Segment Open

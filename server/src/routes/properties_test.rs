use super::*;

#[tokio::test]
async fn api_status_reports_healthy() {
    let Json(body) = api_status().await;
    let value = serde_json::to_value(body).unwrap();
    assert_eq!(value["status"], "healthy");
    assert_eq!(value["message"], "Velan Properties API is running");
}

#[tokio::test]
async fn list_properties_returns_fixture_in_order() {
    let Json(listings) = list_properties(State(AppState::default())).await;
    let titles: Vec<&str> = listings.iter().map(|l| l.title).collect();
    assert_eq!(
        titles,
        vec![
            "Modern Family Villa",
            "Luxury Apartment",
            "Cozy Suburban Home",
            "Penthouse Suite",
            "Investment Property",
            "Family Townhouse",
        ]
    );
}

#[tokio::test]
async fn list_properties_serializes_display_fields() {
    let Json(listings) = list_properties(State(AppState::default())).await;
    let value = serde_json::to_value(listings).unwrap();
    assert_eq!(value[1]["price"], "2,200/month");
    assert_eq!(value[1]["type"], "For Rent");
    assert_eq!(value[1]["area"], "1,200 sq ft");
    assert_eq!(value[1]["parking"], 1);
}

#[tokio::test]
async fn get_property_finds_by_id() {
    let Json(listing) = get_property(State(AppState::default()), Path(3)).await.unwrap();
    assert_eq!(listing.title, "Cozy Suburban Home");
}

#[tokio::test]
async fn get_property_unknown_id_is_not_found() {
    let err = get_property(State(AppState::default()), Path(7)).await.unwrap_err();
    assert_eq!(err, StatusCode::NOT_FOUND);
}

#[tokio::test]
async fn get_property_uses_state_listings() {
    let state = AppState::new(&[], agency::AGENCY);
    let err = get_property(State(state), Path(1)).await.unwrap_err();
    assert_eq!(err, StatusCode::NOT_FOUND);
}

#[tokio::test]
async fn contact_includes_digits_only_whatsapp_link() {
    let Json(body) = contact(State(AppState::default())).await;
    assert_eq!(body.phone, "+919443246742");
    assert!(body.whatsapp_link.starts_with("https://wa.me/919443246742?text="));
}
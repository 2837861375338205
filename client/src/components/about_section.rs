//! About the agency, with three highlight cards.

use agency::content::ABOUT_HIGHLIGHTS;
use leptos::prelude::*;

use crate::components::icon::SvgIcon;
use crate::components::reveal::use_section_visible;
use crate::components::section_heading::SectionHeading;
use crate::state::visibility::{Reveal, reveal_class, stagger_style};

#[component]
pub fn AboutSection() -> impl IntoView {
    let visible = use_section_visible("about");

    view! {
        <section id="about" class="section section--muted">
            <div class="container">
                <SectionHeading
                    title="About Velan Properties"
                    subtitle="We are a trusted real estate service provider committed to helping you find the perfect property. With years of experience and local expertise, we ensure transparent, reliable, and smart investment solutions."
                    visible=visible
                />
                <div class="grid grid--3">
                    {ABOUT_HIGHLIGHTS
                        .iter()
                        .enumerate()
                        .map(|(index, item)| {
                            view! {
                                <div
                                    class=move || format!("card highlight-card {}", reveal_class(visible.get(), Reveal::Up))
                                    style=stagger_style(index, 200)
                                >
                                    <SvgIcon icon=item.icon class="highlight-card__icon"/>
                                    <h3 class="card__title">{item.title}</h3>
                                    <p class="card__text">{item.description}</p>
                                </div>
                            }
                        })
                        .collect::<Vec<_>>()}
                </div>
            </div>
        </section>
    }
}
//! Shared agency data model for the Velan Properties site.
//!
//! This crate owns the content that both `server` and `client` render: the
//! featured property listings, the agency contact details with the WhatsApp
//! deep-link builder, and the static marketing copy. Everything here is
//! `'static` and free of I/O so it compiles unchanged for the browser build.

pub mod contact;
pub mod content;
pub mod property;

pub use contact::{AGENCY, ContactDetails, DEFAULT_WHATSAPP_MESSAGE, whatsapp_link};
pub use property::{ListingError, ListingType, PropertyListing, featured, find, ids_are_unique};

Segment Closed

PROBLEM TO WORK ON:
The word "Suburban" may appear in lines of the entries. State how many lines hold it, as a number alone.

TASK ANSWER:
2